Il y a 10 ans déjà, le groupe coopératif breton Triskalia étendait aux jeunes éleveurs laitiers son contrat « nouvel installé » en vigueur pour leurs homologues producteurs de porcs. Le principe s’avère différent de celui détaillé précédemment car basé sur la compensation du manque à gagner, en cas de baisse du prix du lait en deçà d’un prix d’équilibre, calculé à partir de références locales. « Ainsi, quand le prix de base annuel de vente du lait passe sous le prix d’équilibre, la coopérative compense la recette manquante dans la limite de 24 €/1 000 l pour un volume de 400 000 l. Et lorsqu’il excède à nouveau le prix d’équilibre, la somme versée en compensation est débitée du compte du jeune adhérent », le rééquilibrage étant effectué une fois par an via un système de balance, peut-on lire dans une étude conjointe menée par FranceAgriMer et l’Idele exposée lors du séminaire économique évoqué plus haut.

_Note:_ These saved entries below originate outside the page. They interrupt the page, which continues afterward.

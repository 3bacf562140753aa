//! Run configuration.
//!
//! Both runs take every filesystem location and tool path from an explicit
//! structure, so nothing depends on the process environment once a config
//! has been built.

use std::path::{Path, PathBuf};

use super::error::{PipelineError, PipelineResult};

/// Configuration of the staged sample pipeline.
#[derive(Debug, Clone, PartialEq, Eq)]
pub struct PipelineConfig {
    /// C front end, also used for lowering, assembling and linking.
    pub compiler_path: PathBuf,
    /// C++ front end.
    pub cxx_compiler_path: PathBuf,
    /// IR optimizer (`opt`).
    pub optimizer_path: PathBuf,
    /// Tree of `.c`/`.cpp` samples.
    pub source_root: PathBuf,
    /// Root of all generated trees. Deleted at the start of every run.
    pub output_root: PathBuf,
    pub c_standard: String,
    pub cxx_standard: String,
}

impl PipelineConfig {
    pub const DEFAULT_C_STANDARD: &'static str = "c17";
    pub const DEFAULT_CXX_STANDARD: &'static str = "c++20";

    /// Config with explicit tool paths; the C++ front end defaults to the C one.
    pub fn new(
        compiler_path: impl Into<PathBuf>,
        optimizer_path: impl Into<PathBuf>,
        source_root: impl Into<PathBuf>,
        output_root: impl Into<PathBuf>,
    ) -> Self {
        let compiler_path = compiler_path.into();
        Self {
            cxx_compiler_path: compiler_path.clone(),
            compiler_path,
            optimizer_path: optimizer_path.into(),
            source_root: source_root.into(),
            output_root: output_root.into(),
            c_standard: Self::DEFAULT_C_STANDARD.to_string(),
            cxx_standard: Self::DEFAULT_CXX_STANDARD.to_string(),
        }
    }

    pub fn with_cxx_compiler(mut self, path: impl Into<PathBuf>) -> Self {
        self.cxx_compiler_path = path.into();
        self
    }

    pub fn with_standards(mut self, c: impl Into<String>, cxx: impl Into<String>) -> Self {
        self.c_standard = c.into();
        self.cxx_standard = cxx.into();
        self
    }

    /// Check that deleting the output root cannot take the sources with it.
    pub fn validate(&self) -> PipelineResult<()> {
        let source = absolute(&self.source_root)?;
        let output = absolute(&self.output_root)?;
        if source.starts_with(&output) {
            return Err(PipelineError::OverlappingRoots {
                source_root: self.source_root.clone(),
                output_root: self.output_root.clone(),
            });
        }
        Ok(())
    }
}

/// Configuration of the coverage workflow.
#[derive(Debug, Clone, PartialEq, Eq)]
pub struct CoverageConfig {
    /// Build system driver, invoked as `<build_tool> --build <build_dir>`.
    pub build_tool: PathBuf,
    pub build_dir: PathBuf,
    /// Instrumented test binaries, run in order.
    pub binaries: Vec<PathBuf>,
    /// Sources the report is scoped to.
    pub source_dir: PathBuf,
    /// Parent of the per-binary report directories.
    pub report_root: PathBuf,
    pub profdata_path: PathBuf,
    pub cov_path: PathBuf,
}

/// Resolve a tool: an explicit path wins, then `<llvm_bin>/<name>`, then `PATH`.
pub fn locate_tool(
    explicit: Option<&Path>,
    llvm_bin: Option<&Path>,
    name: &str,
) -> PipelineResult<PathBuf> {
    if let Some(path) = explicit {
        return Ok(path.to_path_buf());
    }

    if let Some(bin) = llvm_bin {
        let candidate = bin.join(name);
        if candidate.is_file() {
            log::debug!("Found {} at {}", name, candidate.display());
            return Ok(candidate);
        }
        return Err(PipelineError::ToolNotFound {
            name: name.to_string(),
            reason: format!("not present in {}", bin.display()),
        });
    }

    let found = which::which(name).map_err(|e| PipelineError::ToolNotFound {
        name: name.to_string(),
        reason: e.to_string(),
    })?;
    log::debug!("Found {} on PATH at {}", name, found.display());
    Ok(found)
}

fn absolute(path: &Path) -> PipelineResult<PathBuf> {
    if path.is_absolute() {
        return Ok(normalize(path));
    }
    let cwd = std::env::current_dir().map_err(|e| PipelineError::io(".", e))?;
    Ok(normalize(&cwd.join(path)))
}

/// Lexical normalization; the roots may not exist yet so `canonicalize` is out.
fn normalize(path: &Path) -> PathBuf {
    use std::path::Component;

    let mut out = PathBuf::new();
    for component in path.components() {
        match component {
            Component::CurDir => {}
            Component::ParentDir => {
                out.pop();
            }
            other => out.push(other.as_os_str()),
        }
    }
    out
}

#[cfg(test)]
mod tests {
    use super::*;

    #[test]
    fn cxx_defaults_to_c_compiler() {
        let config = PipelineConfig::new("/llvm/bin/clang", "/llvm/bin/opt", "src", "out");
        assert_eq!(config.cxx_compiler_path, PathBuf::from("/llvm/bin/clang"));
        assert_eq!(config.c_standard, "c17");

        let config = config.with_cxx_compiler("/llvm/bin/clang++");
        assert_eq!(config.cxx_compiler_path, PathBuf::from("/llvm/bin/clang++"));
    }

    #[test]
    fn validate_rejects_output_containing_sources() {
        let config = PipelineConfig::new("clang", "opt", "/work/out/src", "/work/out");
        assert!(matches!(
            config.validate(),
            Err(PipelineError::OverlappingRoots { .. })
        ));

        let config = PipelineConfig::new("clang", "opt", "/work/src", "/work/src/../src");
        assert!(config.validate().is_err());

        let config = PipelineConfig::new("clang", "opt", "/work/src", "/work/out");
        assert!(config.validate().is_ok());

        // Generated trees may live inside the sample tree.
        let config = PipelineConfig::new("clang", "opt", "/work/src", "/work/src/generated");
        assert!(config.validate().is_ok());
    }

    #[test]
    fn explicit_tool_path_wins() {
        let path = locate_tool(Some(Path::new("/opt/clang")), Some(Path::new("/nope")), "clang")
            .unwrap();
        assert_eq!(path, PathBuf::from("/opt/clang"));
    }

    #[test]
    fn missing_tool_in_llvm_bin() {
        let dir = std::env::temp_dir().join("irstage-no-such-llvm-bin");
        let err = locate_tool(None, Some(&dir), "llvm-cov").unwrap_err();
        assert!(matches!(err, PipelineError::ToolNotFound { .. }));
    }
}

À l’échéance des cinq ans de contrat, si en moyenne le prix d’équilibre a été supérieur au prix de vente du lait, le producteur peut garder le complément perçu. Dans le cas contraire, il doit le restituer. Bien évidemment, seuls sont éligibles les projets qui tiennent la route financièrement et pour lesquels le prix d’équilibre est cohérent. En contrepartie, l’adhérent s’engage à se fournir en appros auprès de la coopérative.

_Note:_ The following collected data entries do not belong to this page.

//! End-to-end runs of the staged pipeline against a recording toolchain.
//!
//! These tests lay out small sample trees in a scratch directory and check
//! the generated trees, the order of tool calls and the failure behavior.

use std::collections::BTreeMap;
use std::fs;
use std::path::{Path, PathBuf};

use irstage::{
    Language, OptLevel, Pipeline, PipelineConfig, PipelineError, RecordingToolchain, StageKind,
    ToolCall,
};
use tempfile::TempDir;
use walkdir::WalkDir;

fn init_logging() {
    let _ = env_logger::builder().is_test(true).try_init();
}

fn write(root: &Path, relative: &str, contents: &str) {
    let path = root.join(relative);
    fs::create_dir_all(path.parent().unwrap()).unwrap();
    fs::write(path, contents).unwrap();
}

fn config(root: &Path) -> PipelineConfig {
    PipelineConfig::new("clang", "opt", root.join("src"), root.join("out"))
}

/// Every file under `root`, relative and `/`-separated, with its contents.
fn snapshot(root: &Path) -> BTreeMap<String, Vec<u8>> {
    if !root.exists() {
        return BTreeMap::new();
    }
    WalkDir::new(root)
        .into_iter()
        .map(|e| e.unwrap())
        .filter(|e| e.file_type().is_file())
        .map(|e| {
            let rel = e.path().strip_prefix(root).unwrap();
            let key = rel
                .components()
                .map(|c| c.as_os_str().to_string_lossy().into_owned())
                .collect::<Vec<_>>()
                .join("/");
            (key, fs::read(e.path()).unwrap())
        })
        .collect()
}

#[test]
fn single_source_fans_out_over_every_stage_and_level() {
    init_logging();
    let dir = TempDir::new().unwrap();
    write(dir.path(), "src/a/b.c", "int main(void) { return 0; }\n");

    let mut pipeline = Pipeline::new(config(dir.path()), RecordingToolchain::new());
    pipeline.run().unwrap();

    let files: Vec<String> = snapshot(&dir.path().join("out")).into_keys().collect();
    let mut expected = Vec::new();
    for level in 0..4 {
        expected.push(format!("asm/{level}/a/b.c.ll.s"));
        expected.push(format!("ir/{level}/a/b.c.ll"));
        expected.push(format!("ir-unoptimized/{level}/a/b.c.ll"));
        expected.push(format!("obj/{level}/a/b.c.ll.s.o"));
        expected.push(format!("programs/{level}/a/b.c.ll.s.o"));
    }
    expected.sort();
    assert_eq!(files, expected);
}

#[test]
fn emit_ir_alone_produces_one_file_per_level() {
    init_logging();
    let dir = TempDir::new().unwrap();
    write(dir.path(), "src/a/b.c", "");

    let mut pipeline = Pipeline::new(config(dir.path()), RecordingToolchain::new());
    pipeline.emit_ir().unwrap();

    let ir: Vec<String> = snapshot(&dir.path().join("out/ir")).into_keys().collect();
    assert_eq!(ir, ["0/a/b.c.ll", "1/a/b.c.ll", "2/a/b.c.ll", "3/a/b.c.ll"]);
}

#[test]
fn calls_follow_stage_then_level_then_file_order() {
    init_logging();
    let dir = TempDir::new().unwrap();
    write(dir.path(), "src/x.c", "");
    write(dir.path(), "src/y.cpp", "");

    let mut pipeline = Pipeline::new(config(dir.path()), RecordingToolchain::new());
    pipeline.run().unwrap();
    let calls = pipeline.into_invoker().take_calls();

    let names: Vec<&str> = calls.iter().map(|c| c.name()).collect();
    let mut expected = vec!["compile"; 8];
    for stage in ["optimize", "lower", "assemble", "link"] {
        expected.extend(std::iter::repeat(stage).take(8));
    }
    assert_eq!(names, expected);

    let compile_levels: Vec<(Language, u8)> = calls
        .iter()
        .filter_map(|c| match c {
            ToolCall::Compile { language, level, .. } => Some((*language, level.get())),
            _ => None,
        })
        .collect();
    assert_eq!(
        compile_levels,
        [
            (Language::C, 0),
            (Language::C, 1),
            (Language::C, 2),
            (Language::C, 3),
            (Language::Cxx, 0),
            (Language::Cxx, 1),
            (Language::Cxx, 2),
            (Language::Cxx, 3),
        ]
    );

    // Each stage consumes exactly what the previous one wrote.
    let lower_sources: Vec<&Path> = calls
        .iter()
        .filter_map(|c| match c {
            ToolCall::Lower { source, .. } => Some(source.as_path()),
            _ => None,
        })
        .collect();
    let optimize_dests: Vec<&Path> = calls
        .iter()
        .filter_map(|c| match c {
            ToolCall::Optimize { dest, .. } => Some(dest.as_path()),
            _ => None,
        })
        .collect();
    assert_eq!(lower_sources, optimize_dests);
}

#[test]
fn rerun_yields_identical_tree() {
    init_logging();
    let dir = TempDir::new().unwrap();
    write(dir.path(), "src/a/b.c", "int f(void);\n");
    write(dir.path(), "src/c.cpp", "int g();\n");

    let mut pipeline = Pipeline::new(config(dir.path()), RecordingToolchain::new());
    pipeline.run().unwrap();
    let first = snapshot(&dir.path().join("out"));

    // Stale artifacts from an older layout must not survive a run.
    write(dir.path(), "out/ir/0/stale.c.ll", "old");

    pipeline.run().unwrap();
    let second = snapshot(&dir.path().join("out"));

    assert_eq!(first, second);
    assert!(!first.is_empty());
}

#[test]
fn destination_mirrors_source_directories() {
    init_logging();
    let dir = TempDir::new().unwrap();
    let sources = ["src/top.c", "src/one/two/three.cpp", "src/one/x.c"];
    for s in sources {
        write(dir.path(), s, "");
    }

    let mut pipeline = Pipeline::new(config(dir.path()), RecordingToolchain::new());
    pipeline.run().unwrap();

    let layout = pipeline.layout().clone();
    for level in OptLevel::ALL {
        for s in sources {
            let rel = s.strip_prefix("src/").unwrap();
            let obj = layout.obj(level).join(format!("{rel}.ll.s.o"));
            assert!(obj.is_file(), "missing {}", obj.display());
        }
    }
}

#[cfg(unix)]
#[test]
fn symlinked_sample_is_built_like_any_other() {
    init_logging();
    let dir = TempDir::new().unwrap();
    write(dir.path(), "shared/real.c", "int main(void) { return 0; }\n");
    fs::create_dir_all(dir.path().join("src")).unwrap();
    std::os::unix::fs::symlink(dir.path().join("shared/real.c"), dir.path().join("src/link.c"))
        .unwrap();

    let mut pipeline = Pipeline::new(config(dir.path()), RecordingToolchain::new());
    let stats = pipeline.run().unwrap();

    assert_eq!(stats.stage_total(StageKind::CompileC), 4);
    for level in OptLevel::ALL {
        let layout = pipeline.layout();
        assert!(layout.ir(level).join("link.c.ll").is_file());
        assert!(layout.programs(level).join("link.c.ll.s.o").is_file());
    }
}

#[test]
fn missing_source_tree_produces_nothing() {
    init_logging();
    let dir = TempDir::new().unwrap();

    let mut pipeline = Pipeline::new(config(dir.path()), RecordingToolchain::new());
    let stats = pipeline.run().unwrap();

    assert_eq!(stats.tool_invocations, 0);
    assert!(pipeline.invoker().calls().is_empty());
    assert!(snapshot(&dir.path().join("out")).is_empty());
}

#[test]
fn first_failure_aborts_the_run() {
    init_logging();
    let dir = TempDir::new().unwrap();
    write(dir.path(), "src/a.c", "");
    write(dir.path(), "src/b.c", "");

    let toolchain = RecordingToolchain::new().fail_when(|call| {
        matches!(call, ToolCall::Compile { source, level, .. }
            if source.ends_with("b.c") && level.get() == 1)
    });
    let mut pipeline = Pipeline::new(config(dir.path()), toolchain);

    let err = pipeline.run().unwrap_err();
    match &err {
        PipelineError::ToolFailed { tool, diagnostics, .. } => {
            assert_eq!(tool, "compile");
            assert!(diagnostics.contains("simulated failure"));
        }
        other => panic!("unexpected error: {other:?}"),
    }

    let calls = pipeline.invoker().calls();
    // a.c@0, b.c@0, a.c@1, then the failing b.c@1.
    assert_eq!(calls.len(), 4);
    assert!(calls.iter().all(|c| matches!(c, ToolCall::Compile { .. })));
    assert!(!dir.path().join("out/ir").exists());
}

#[test]
fn failing_link_leaves_later_levels_untouched() {
    init_logging();
    let dir = TempDir::new().unwrap();
    write(dir.path(), "src/main.c", "");

    let toolchain = RecordingToolchain::new().fail_when(|call| {
        matches!(call, ToolCall::Link { dest, .. } if dest.starts_with(link_root(dest, 2)))
    });
    let mut pipeline = Pipeline::new(config(dir.path()), toolchain);

    assert!(pipeline.run().is_err());
    assert!(dir.path().join("out/programs/1/main.c.ll.s.o").is_file());
    assert!(!dir.path().join("out/programs/3").exists());
}

/// `<out>/programs/<level>` for a destination somewhere under `<out>/programs`.
fn link_root(dest: &Path, level: u8) -> PathBuf {
    let mut root = dest.to_path_buf();
    while root.file_name().is_some_and(|n| n != "programs") {
        root.pop();
    }
    root.join(level.to_string())
}

#[cfg(unix)]
#[test]
fn linked_programs_are_executable() {
    use std::os::unix::fs::PermissionsExt;

    init_logging();
    let dir = TempDir::new().unwrap();
    write(dir.path(), "src/main.c", "");

    let mut pipeline = Pipeline::new(config(dir.path()), RecordingToolchain::new());
    let stats = pipeline.run().unwrap();
    assert_eq!(stats.stage_total(StageKind::Link), 4);

    for level in OptLevel::ALL {
        let program = pipeline.layout().programs(level).join("main.c.ll.s.o");
        let mode = fs::metadata(&program).unwrap().permissions().mode();
        assert_eq!(mode & 0o111, 0o111, "{} not executable", program.display());

        let object = pipeline.layout().obj(level).join("main.c.ll.s.o");
        let mode = fs::metadata(&object).unwrap().permissions().mode();
        assert_eq!(mode & 0o100, 0, "{} should not be executable", object.display());
    }
}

Même si elles sont locales et dispersées dans plusieurs départements, ces initiatives mériteraient, selon selon Quentin Jaffuel comme Florent Kaplon, « d’être coordonnées au niveau national puis développées dans d’autres entreprises de collecte un peu partout en France ». Toutefois, il faudrait sans doute les faire évoluer un peu pour les rendre plus efficaces et attractives. La condition sine qua none pour que le maximum de jeunes éleveurs en bénéficient. Le niveau de prix plancher ou d’équilibre semble, entre autres, un peu faible. « Nous allons essayer d’obtenir 20 € de plus aux 1 000 l », suggère pour sa part Quentin espérant également une participation de la filière au financement de ce type d’actions. La crainte d’une intégration par la laiterie et la part de volume concerné dans les sociétés agricoles au regard du total produit sont d’autres freins à lever.